Standard Chartered was the Number 1 rated custodian in six of the markets it serves in the 2001 Global Custodian agent bank review. IT actually edged HSBC out of the top slot in Hong Kong for the first time, and emerged as arising force in Japan.
But a 58 per cent increase in the provision for bad debts to US$731 million in the 2001 results published today has reinforced Standard Chartered’s overall reputation as an accident-prone bank. It follows the loss of its New York headquarters in the WTC atrocity last September and the messy and unexpected departure of CEO Rana Talwar in November last year.

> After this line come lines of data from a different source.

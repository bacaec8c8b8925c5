use chrono::{DateTime, Utc};
use serde::{Deserialize, Serialize};

use super::enums::TrendMetric;
use super::scope::SubjectId;

/// A normalized environment reading from a medicine box.
#[derive(Debug, Clone, PartialEq, Serialize, Deserialize)]
pub struct SensorReading {
    pub id: String,
    pub device_user_id: SubjectId,
    pub subject_name: Option<String>,
    /// Relative humidity, percent.
    pub humidity: Option<f64>,
    /// Degrees Celsius.
    pub temperature: Option<f64>,
    pub light_duration_minutes: Option<f64>,
    pub motion: bool,
    pub recorded_at: Option<DateTime<Utc>>,
    pub ingest_seq: u64,
}

impl SensorReading {
    /// Finite value of the requested metric, if present.
    pub fn metric(&self, metric: TrendMetric) -> Option<f64> {
        let value = match metric {
            TrendMetric::Temperature => self.temperature,
            TrendMetric::Humidity => self.humidity,
        };
        value.filter(|v| v.is_finite())
    }
}
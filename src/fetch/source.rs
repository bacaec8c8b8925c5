//! The upstream collaborator and payload helpers shared by implementations.

use async_trait::async_trait;
use chrono::{DateTime, Utc};
use serde_json::Value;

use crate::models::enums::ScopeKind;
use crate::models::{Scope, Subject, SubjectId};
use crate::monitoring::normalizer::{id_string, lookup, FieldAliases};

use super::types::{ResourceError, ScheduleUpdate};

/// Read and write access to the system that owns dose, sensor and alert
/// records. Every method is one upstream round trip.
#[async_trait]
pub trait MonitoringSource: Send + Sync {
    /// Roster of subjects visible to `viewer` under `kind`.
    async fn resolve_scope(&self, kind: ScopeKind, viewer: &SubjectId)
        -> Result<Scope, ResourceError>;

    async fn fetch_history(&self, scope: &Scope, limit: u32) -> Result<Vec<Value>, ResourceError>;

    async fn fetch_alerts(&self, scope: &Scope, limit: u32) -> Result<Vec<Value>, ResourceError>;

    async fn fetch_readings(
        &self,
        scope: &Scope,
        since: DateTime<Utc>,
    ) -> Result<Vec<Value>, ResourceError>;

    async fn fetch_refills(&self, scope: &Scope) -> Result<Vec<Value>, ResourceError>;

    async fn update_schedule_status(&self, update: &ScheduleUpdate) -> Result<(), ResourceError>;
}

/// Collections arrive bare or wrapped in `{items}` / `{results}`.
/// `null` is an empty collection.
pub fn unwrap_collection(payload: Value) -> Result<Vec<Value>, ResourceError> {
    match payload {
        Value::Array(items) => Ok(items),
        Value::Null => Ok(Vec::new()),
        Value::Object(mut obj) => {
            for key in ["items", "results"] {
                match obj.remove(key) {
                    Some(Value::Array(items)) => return Ok(items),
                    Some(Value::Null) => return Ok(Vec::new()),
                    _ => {}
                }
            }
            Err(ResourceError::Decode(
                "object payload without an items or results array".into(),
            ))
        }
        other => Err(ResourceError::Decode(format!(
            "expected a collection, got {}",
            json_type(&other)
        ))),
    }
}

fn json_type(value: &Value) -> &'static str {
    match value {
        Value::Null => "null",
        Value::Bool(_) => "boolean",
        Value::Number(_) => "number",
        Value::String(_) => "string",
        Value::Array(_) => "array",
        Value::Object(_) => "object",
    }
}

const ROSTER_ID: FieldAliases = FieldAliases {
    canonical: "id",
    sources: &["_id", "id", "user_id", "userId", "user"],
};
const ROSTER_NAME: FieldAliases = FieldAliases {
    canonical: "name",
    sources: &["name", "user_name", "userName"],
};

/// Build a scope from a roster payload. Entries may be bare ids or user
/// objects, and may nest the user under `user` the way monitored-user
/// links do. The viewer is always part of a self scope.
pub fn parse_roster(kind: ScopeKind, viewer: &SubjectId, payload: Value) -> Result<Scope, ResourceError> {
    let entries = match payload {
        Value::Object(mut obj) if obj.contains_key("subjects") => {
            unwrap_collection(obj.remove("subjects").unwrap_or(Value::Null))?
        }
        other => unwrap_collection(other)?,
    };

    let mut subjects: Vec<Subject> = Vec::new();
    for entry in &entries {
        let Some(subject) = roster_entry(entry) else {
            tracing::debug!("Skipping roster entry without an id");
            continue;
        };
        if !subjects.iter().any(|s| s.id == subject.id) {
            subjects.push(subject);
        }
    }

    if kind == ScopeKind::SelfOnly {
        let name = subjects
            .iter()
            .find(|s| &s.id == viewer)
            .and_then(|s| s.name.clone());
        return Ok(Scope::self_only(viewer.clone(), name));
    }

    Ok(Scope {
        kind,
        viewer: viewer.clone(),
        subjects,
    })
}

fn roster_entry(entry: &Value) -> Option<Subject> {
    match entry {
        Value::Object(obj) => {
            if let Some(Value::Object(user)) = obj.get("user") {
                return roster_entry(&Value::Object(user.clone()));
            }
            let id = lookup(obj, &ROSTER_ID).and_then(id_string)?;
            let name = lookup(obj, &ROSTER_NAME)
                .and_then(Value::as_str)
                .map(str::to_string);
            Some(Subject {
                id: SubjectId::new(id),
                name,
            })
        }
        other => id_string(other).map(|id| Subject {
            id: SubjectId::new(id),
            name: None,
        }),
    }
}

#[cfg(test)]
mod tests {
    use serde_json::json;

    use super::*;

    #[test]
    fn unwraps_bare_and_wrapped_collections() {
        assert_eq!(unwrap_collection(json!([1, 2])).unwrap().len(), 2);
        assert_eq!(unwrap_collection(json!({"items": [1]})).unwrap().len(), 1);
        assert_eq!(unwrap_collection(json!({"results": [1, 2, 3]})).unwrap().len(), 3);
        assert!(unwrap_collection(Value::Null).unwrap().is_empty());
    }

    #[test]
    fn rejects_non_collections() {
        assert!(matches!(
            unwrap_collection(json!({"count": 3})),
            Err(ResourceError::Decode(_))
        ));
        assert!(matches!(unwrap_collection(json!("nope")), Err(ResourceError::Decode(_))));
    }

    #[test]
    fn roster_accepts_mixed_entries() {
        let payload = json!({"subjects": [
            {"_id": "u1", "name": "Ana"},
            {"user": {"_id": "u2", "name": "Ben"}},
            "u3",
            {"name": "nobody"},
            {"_id": "u1", "name": "Ana again"}
        ]});
        let scope = parse_roster(ScopeKind::Household, &SubjectId::new("fam"), payload).unwrap();

        let ids: Vec<&str> = scope.subjects.iter().map(|s| s.id.as_str()).collect();
        assert_eq!(ids, vec!["u1", "u2", "u3"]);
        assert_eq!(scope.subjects[1].name.as_deref(), Some("Ben"));
        assert_eq!(scope.viewer, SubjectId::new("fam"));
    }

    #[test]
    fn self_roster_is_always_the_viewer() {
        let payload = json!([{"_id": "me", "name": "Cleo"}, {"_id": "other"}]);
        let scope = parse_roster(ScopeKind::SelfOnly, &SubjectId::new("me"), payload).unwrap();
        assert_eq!(scope.subjects.len(), 1);
        assert_eq!(scope.subjects[0].name.as_deref(), Some("Cleo"));

        let empty = parse_roster(ScopeKind::SelfOnly, &SubjectId::new("me"), json!([])).unwrap();
        assert_eq!(empty.subject_ids(), vec![SubjectId::new("me")]);
    }
}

It seems duff loans to corporates in Malaysia and Argentina are largely to blame for the massive inflation in bad debts, along with an increased losses in the Hong Kong credit card business Standard Chartered bought from Chase.

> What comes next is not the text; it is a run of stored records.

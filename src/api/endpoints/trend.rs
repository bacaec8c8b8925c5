//! `GET /api/trend/:metric`: one metric projected onto a chart canvas.

use axum::extract::{Path, Query, State};
use axum::Json;
use chrono::{Duration, Utc};
use serde::Deserialize;

use crate::api::error::ApiError;
use crate::api::types::{ApiContext, ScopeQuery};
use crate::config::MAX_WINDOW_HOURS;
use crate::dashboard::{self, TrendView};
use crate::models::enums::TrendMetric;
use crate::monitoring::TrendRequest;

use super::load_analysis;

/// Numeric fields stay strings so a malformed value is a JSON 400, not
/// the extractor's plain-text rejection.
#[derive(Debug, Deserialize)]
pub struct TrendQuery {
    pub scope: Option<String>,
    pub viewer: Option<String>,
    pub width: Option<String>,
    pub height: Option<String>,
    pub window_hours: Option<String>,
}

impl TrendQuery {
    fn scope_query(&self) -> ScopeQuery {
        ScopeQuery {
            scope: self.scope.clone(),
            viewer: self.viewer.clone(),
            limit: None,
        }
    }

    fn request(&self, metric: TrendMetric, default_window: Duration) -> Result<TrendRequest, ApiError> {
        let mut request = TrendRequest::for_metric(metric, default_window);
        if let Some(width) = positive("width", self.width.as_deref())? {
            request.canvas_width = width;
        }
        if let Some(height) = positive("height", self.height.as_deref())? {
            request.canvas_height = height;
        }
        if let Some(hours) = positive("window_hours", self.window_hours.as_deref())? {
            if hours > MAX_WINDOW_HOURS as f64 {
                return Err(ApiError::BadRequest(format!(
                    "window_hours must not exceed {MAX_WINDOW_HOURS}"
                )));
            }
            request.window = Duration::try_minutes((hours * 60.0).round().max(1.0) as i64)
                .ok_or_else(|| ApiError::BadRequest("window_hours is out of range".into()))?;
        }
        Ok(request)
    }
}

fn positive(field: &str, raw: Option<&str>) -> Result<Option<f64>, ApiError> {
    let Some(raw) = raw.map(str::trim).filter(|s| !s.is_empty()) else {
        return Ok(None);
    };
    match raw.parse::<f64>() {
        Ok(n) if n.is_finite() && n > 0.0 => Ok(Some(n)),
        _ => Err(ApiError::BadRequest(format!("{field} must be a positive number"))),
    }
}

pub async fn get(
    State(ctx): State<ApiContext>,
    Path(metric): Path<String>,
    Query(query): Query<TrendQuery>,
) -> Result<Json<TrendView>, ApiError> {
    let metric: TrendMetric = metric
        .parse()
        .map_err(|e: crate::models::enums::InvalidEnum| ApiError::BadRequest(e.to_string()))?;
    let request = query.request(metric, ctx.engine.trend_window())?;

    let now = Utc::now();
    let (_, analysis) = load_analysis(&ctx, &query.scope_query(), now, None).await?;
    Ok(Json(dashboard::trend_view(&ctx.engine, &analysis, &request, now)))
}

#[cfg(test)]
mod tests {
    use super::*;

    fn query(width: Option<&str>, window_hours: Option<&str>) -> TrendQuery {
        TrendQuery {
            scope: None,
            viewer: Some("u1".into()),
            width: width.map(str::to_string),
            height: None,
            window_hours: window_hours.map(str::to_string),
        }
    }

    #[test]
    fn request_defaults_to_configured_window() {
        let request = query(None, None)
            .request(TrendMetric::Humidity, Duration::hours(24))
            .unwrap();
        assert_eq!(request.window, Duration::hours(24));
        assert_eq!(request.canvas_width, 300.0);
    }

    #[test]
    fn request_applies_overrides() {
        let request = query(Some("640"), Some("1.5"))
            .request(TrendMetric::Temperature, Duration::hours(24))
            .unwrap();
        assert_eq!(request.canvas_width, 640.0);
        assert_eq!(request.window, Duration::minutes(90));
    }

    #[test]
    fn bad_numbers_are_rejected() {
        assert!(query(Some("wide"), None)
            .request(TrendMetric::Humidity, Duration::hours(24))
            .is_err());
        assert!(query(None, Some("-2"))
            .request(TrendMetric::Humidity, Duration::hours(24))
            .is_err());
    }

    #[test]
    fn window_above_one_year_is_rejected() {
        for raw in ["8761", "1e13", "1e300"] {
            let err = query(None, Some(raw))
                .request(TrendMetric::Temperature, Duration::hours(24))
                .unwrap_err();
            assert!(matches!(err, ApiError::BadRequest(_)), "{raw}");
        }
        let year = query(None, Some("8760"))
            .request(TrendMetric::Temperature, Duration::hours(24))
            .unwrap();
        assert_eq!(year.window, Duration::hours(8760));
    }
}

But Standard Chartered also faces the chronic challenge of its over-exposure to a regional economy which has stubbornly refused – with the notable exceptions of China and India, where Standard Chartered has yet to increase its exposure – to recover from the Asian Flu of 1997-98. One effect is a regional custody business short of equity sub-custody mandates, but the bank is bullish about the impact of its cash management products and new Internet reporting tools due to be launched this year.
Pre-tax profits were down 20 per cent to $1,148 million (2000: $1,438 million).